Replication Data for: Potential for flexible lactate shuttling between astrocytes and neurons to mitigate against diving-induced hypoxia

The lack of oxygen, i.e. hypoxia, is a challenging condition for several species. The mammalian brain is particularly sensitive to hypoxia as neurons, the major cerebral cell type, are highly dependent on mitochondrial aerobic metabolism to produce energy and perform their functions. Neurons can preserve their aerobic metabolism by being metabolically coupled with the astrocytes. These are the major type of glia cell in the brain and are anaerobic cells, meaning that they do not need oxygen to produce energy. The end product of the anaerobic metabolism is lactate which, according to the astrocyte-neuron lactate shuttle (ANLS) hypothesis, it is transported to the neurons where it is used as fuel for aerobic metabolism.
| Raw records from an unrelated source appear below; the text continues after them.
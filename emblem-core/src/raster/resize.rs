use crate::foundation::{
    core::{Pixmap, Rgb8},
    error::{EmblemError, EmblemResult},
};

/// Resample `src` to `width` x `height` with bilinear interpolation.
///
/// Destination pixel centers map to source coordinates with half-pixel
/// alignment; the four surrounding source pixels are interpolated per
/// channel and rounded to the nearest integer. Works for downscale,
/// identity, and upscale targets (border indices clamp to the source
/// edge). Zero-dimension targets are rejected rather than fabricating an
/// empty image.
pub fn resize_bilinear(src: &Pixmap, width: u32, height: u32) -> EmblemResult<Pixmap> {
    if width == 0 || height == 0 {
        return Err(EmblemError::validation(
            "resize target dimensions must be > 0",
        ));
    }
    if src.width == 0 || src.height == 0 {
        return Err(EmblemError::validation("resize source must be non-empty"));
    }

    let scale_x = f64::from(src.width) / f64::from(width);
    let scale_y = f64::from(src.height) / f64::from(height);
    let mut out = Pixmap::filled(width, height, Rgb8::WHITE);

    for y in 0..height {
        let src_y = (f64::from(y) + 0.5) * scale_y - 0.5;
        let y0f = src_y.floor();
        let wy = src_y - y0f;
        let y0 = (y0f as i64).clamp(0, i64::from(src.height) - 1) as u32;
        let y1 = (y0f as i64 + 1).clamp(0, i64::from(src.height) - 1) as u32;

        for x in 0..width {
            let src_x = (f64::from(x) + 0.5) * scale_x - 0.5;
            let x0f = src_x.floor();
            let wx = src_x - x0f;
            let x0 = (x0f as i64).clamp(0, i64::from(src.width) - 1) as u32;
            let x1 = (x0f as i64 + 1).clamp(0, i64::from(src.width) - 1) as u32;

            let c00 = src.get(x0, y0);
            let c10 = src.get(x1, y0);
            let c01 = src.get(x0, y1);
            let c11 = src.get(x1, y1);

            let lerp2 = |c00: u8, c10: u8, c01: u8, c11: u8| {
                let v = (1.0 - wx) * (1.0 - wy) * f64::from(c00)
                    + wx * (1.0 - wy) * f64::from(c10)
                    + (1.0 - wx) * wy * f64::from(c01)
                    + wx * wy * f64::from(c11);
                v.round() as u8
            };

            out.put(
                x,
                y,
                Rgb8 {
                    r: lerp2(c00.r, c10.r, c01.r, c11.r),
                    g: lerp2(c00.g, c10.g, c01.g, c11.g),
                    b: lerp2(c00.b, c10.b, c01.b, c11.b),
                },
            );
        }
    }
    Ok(out)
}
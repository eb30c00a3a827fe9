use super::*;

fn identity() -> FitTransform {
    FitTransform {
        scale: 1.0,
        offset_x: 0.0,
        offset_y: 0.0,
    }
}

#[test]
fn capsule_contains_segment_but_not_its_extension() {
    let mut pixmap = Pixmap::filled(20, 20, Rgb8::WHITE);
    let segment = [Point::new(5.0, 5.0), Point::new(15.0, 5.0)];
    stroke_polyline(&mut pixmap, &segment, Rgb8::BLACK, 4.0, &identity());

    // On the segment.
    assert_eq!(pixmap.get(10, 5), Rgb8::BLACK);
    // Exactly at the radius: boundary is inclusive.
    assert_eq!(pixmap.get(10, 7), Rgb8::BLACK);
    // Beyond the radius.
    assert_eq!(pixmap.get(10, 8), Rgb8::WHITE);
    // Inside the semicircular end cap.
    assert_eq!(pixmap.get(4, 5), Rgb8::BLACK);
    // Past the end cap: a capsule, not an infinite line.
    assert_eq!(pixmap.get(1, 5), Rgb8::WHITE);
}

#[test]
fn stroke_edge_is_hard() {
    let mut pixmap = Pixmap::filled(20, 20, Rgb8::WHITE);
    stroke_polyline(
        &mut pixmap,
        &[Point::new(4.0, 10.0), Point::new(16.0, 10.0)],
        Rgb8::BLACK,
        5.0,
        &identity(),
    );
    for y in 0..20 {
        for x in 0..20 {
            let c = pixmap.get(x, y);
            assert!(
                c == Rgb8::BLACK || c == Rgb8::WHITE,
                "blended pixel at ({x},{y}): {c:?}"
            );
        }
    }
}

#[test]
fn zero_length_segment_paints_a_disc() {
    let mut pixmap = Pixmap::filled(16, 16, Rgb8::WHITE);
    let p = Point::new(7.0, 7.0);
    stroke_polyline(&mut pixmap, &[p, p], Rgb8::BLACK, 6.0, &identity());
    assert_eq!(pixmap.get(7, 7), Rgb8::BLACK);
    assert_eq!(pixmap.get(7, 9), Rgb8::BLACK);
    assert_eq!(pixmap.get(7, 11), Rgb8::WHITE);
}

#[test]
fn short_polyline_is_a_noop() {
    let mut pixmap = Pixmap::filled(8, 8, Rgb8::WHITE);
    stroke_polyline(&mut pixmap, &[Point::new(3.0, 3.0)], Rgb8::BLACK, 4.0, &identity());
    stroke_polyline(&mut pixmap, &[], Rgb8::BLACK, 4.0, &identity());
    assert_eq!(pixmap, Pixmap::filled(8, 8, Rgb8::WHITE));
}

#[test]
fn consecutive_segments_connect_at_the_joint() {
    let mut pixmap = Pixmap::filled(20, 20, Rgb8::WHITE);
    let polyline = [
        Point::new(3.0, 3.0),
        Point::new(12.0, 3.0),
        Point::new(12.0, 12.0),
    ];
    stroke_polyline(&mut pixmap, &polyline, Rgb8::BLACK, 4.0, &identity());
    assert_eq!(pixmap.get(7, 3), Rgb8::BLACK);
    assert_eq!(pixmap.get(12, 3), Rgb8::BLACK);
    assert_eq!(pixmap.get(12, 8), Rgb8::BLACK);
    assert_eq!(pixmap.get(3, 12), Rgb8::WHITE);
}

#[test]
fn out_of_canvas_segment_clips_silently() {
    let mut pixmap = Pixmap::filled(6, 6, Rgb8::WHITE);
    stroke_polyline(
        &mut pixmap,
        &[Point::new(-10.0, 2.0), Point::new(3.0, 2.0)],
        Rgb8::BLACK,
        2.0,
        &identity(),
    );
    assert_eq!(pixmap.get(0, 2), Rgb8::BLACK);
    assert_eq!(pixmap.get(5, 5), Rgb8::WHITE);

    let mut far = Pixmap::filled(6, 6, Rgb8::WHITE);
    stroke_polyline(
        &mut far,
        &[Point::new(40.0, 40.0), Point::new(50.0, 40.0)],
        Rgb8::BLACK,
        4.0,
        &identity(),
    );
    assert_eq!(far, Pixmap::filled(6, 6, Rgb8::WHITE));
}

#[test]
fn transform_scales_positions_but_not_thickness() {
    let mut pixmap = Pixmap::filled(24, 24, Rgb8::WHITE);
    let t = FitTransform {
        scale: 2.0,
        offset_x: 0.0,
        offset_y: 0.0,
    };
    stroke_polyline(
        &mut pixmap,
        &[Point::new(2.0, 5.0), Point::new(10.0, 5.0)],
        Rgb8::BLACK,
        4.0,
        &t,
    );
    // Segment maps to (4,10)..(20,10); radius stays 2.
    assert_eq!(pixmap.get(12, 10), Rgb8::BLACK);
    assert_eq!(pixmap.get(12, 12), Rgb8::BLACK);
    assert_eq!(pixmap.get(12, 13), Rgb8::WHITE);
}
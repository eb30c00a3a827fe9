use rayon::prelude::*;

use crate::{
    artwork::model::{Artwork, EncodedIcon, OutputSpec},
    encode::png::encode_png,
    foundation::{
        core::Pixmap,
        error::{EmblemError, EmblemResult},
    },
    geometry::fit::FitTransform,
    raster::{fill::fill_polygon, resize::resize_bilinear, stroke::stroke_polyline},
};

#[tracing::instrument(skip(artwork))]
/// Rasterize `artwork` onto a fresh square canvas.
///
/// The artwork is fitted into `canvas_size - 2 * margin` and centered. All
/// contours are filled first, then the polyline is stroked on top; the
/// returned pixmap is final and safe to read (resize, encode) immediately.
pub fn render_base(artwork: &Artwork, canvas_size: u32, margin: u32) -> EmblemResult<Pixmap> {
    artwork.validate()?;
    if canvas_size == 0 {
        return Err(EmblemError::validation("canvas size must be > 0"));
    }
    if 2 * u64::from(margin) >= u64::from(canvas_size) {
        return Err(EmblemError::validation(format!(
            "margin {margin} leaves no drawable area on a {canvas_size} px canvas"
        )));
    }

    let transform = FitTransform::fit(
        artwork.viewbox_width,
        artwork.viewbox_height,
        canvas_size,
        margin,
    );
    let mut pixmap = Pixmap::filled(canvas_size, canvas_size, artwork.background);
    for polygon in &artwork.polygons {
        fill_polygon(&mut pixmap, polygon, artwork.fill, &transform);
    }
    if !artwork.polyline.is_empty() {
        stroke_polyline(
            &mut pixmap,
            &artwork.polyline,
            artwork.fill,
            artwork.stroke_width,
            &transform,
        );
    }
    Ok(pixmap)
}

#[tracing::instrument(skip(artwork, outputs))]
/// Render the base canvas once, then resize and encode every output spec.
///
/// Results preserve the order of `outputs`. Encodes fan out across a rayon
/// pool; the base pixmap is immutable by then, so ordering across sizes
/// cannot affect the bytes produced.
pub fn render_icon_set(
    artwork: &Artwork,
    canvas_size: u32,
    margin: u32,
    outputs: &[OutputSpec],
) -> EmblemResult<Vec<EncodedIcon>> {
    let base = render_base(artwork, canvas_size, margin)?;

    outputs
        .par_iter()
        .map(|spec| -> EmblemResult<EncodedIcon> {
            let bytes = if spec.width == base.width && spec.height == base.height {
                encode_png(&base)?
            } else {
                let resized = resize_bilinear(&base, spec.width, spec.height)?;
                encode_png(&resized)?
            };
            tracing::debug!(filename = %spec.filename, width = spec.width, "encoded icon");
            Ok(EncodedIcon {
                filename: spec.filename.clone(),
                width: spec.width,
                height: spec.height,
                bytes,
            })
        })
        .collect()
}

#[cfg(test)]
#[path = "../../tests/unit/render/pipeline.rs"]
mod tests;
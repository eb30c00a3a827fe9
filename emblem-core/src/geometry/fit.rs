use kurbo::Point;

#[derive(Clone, Copy, Debug, PartialEq)]
/// Uniform scale plus offset mapping source coordinates into canvas space.
///
/// The transform preserves aspect ratio and centers the scaled source
/// bounding box within the canvas.
pub struct FitTransform {
    /// Uniform scale factor.
    pub scale: f64,
    /// Horizontal offset in canvas pixels.
    pub offset_x: f64,
    /// Vertical offset in canvas pixels.
    pub offset_y: f64,
}

impl FitTransform {
    /// Compute the largest uniform scale such that a `viewbox_width` x
    /// `viewbox_height` source box fits within `canvas_size - 2 * margin`
    /// in both dimensions, with offsets centering the scaled box.
    pub fn fit(viewbox_width: f64, viewbox_height: f64, canvas_size: u32, margin: u32) -> Self {
        let available = f64::from(canvas_size) - 2.0 * f64::from(margin);
        let scale = (available / viewbox_width).min(available / viewbox_height);
        Self {
            scale,
            offset_x: (f64::from(canvas_size) - viewbox_width * scale) / 2.0,
            offset_y: (f64::from(canvas_size) - viewbox_height * scale) / 2.0,
        }
    }

    /// Map a source-space point into canvas space.
    pub fn apply(&self, p: Point) -> Point {
        Point::new(
            self.offset_x + p.x * self.scale,
            self.offset_y + p.y * self.scale,
        )
    }
}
Recent evidence has shown that this mechanism might not be common to all mammalian brains, particularly for some hypoxia-tolerant species like pinnipeds. Studies on the deep-diving hooded seal (Cystophora cristata) suggest that the shuttling of lactate between cell types in their brain might be reversed, implying a lower dependency on oxygen by neurons (reverse- ANLS). In this dataset we report results from mitochondrial oxygen consumption measurements, quantification of mitochondrial density and size and distribution of the lactate transporter (monocarboxylate transporter 4 – MCT4) in both astrocytes and neurons in the hooded seal brain.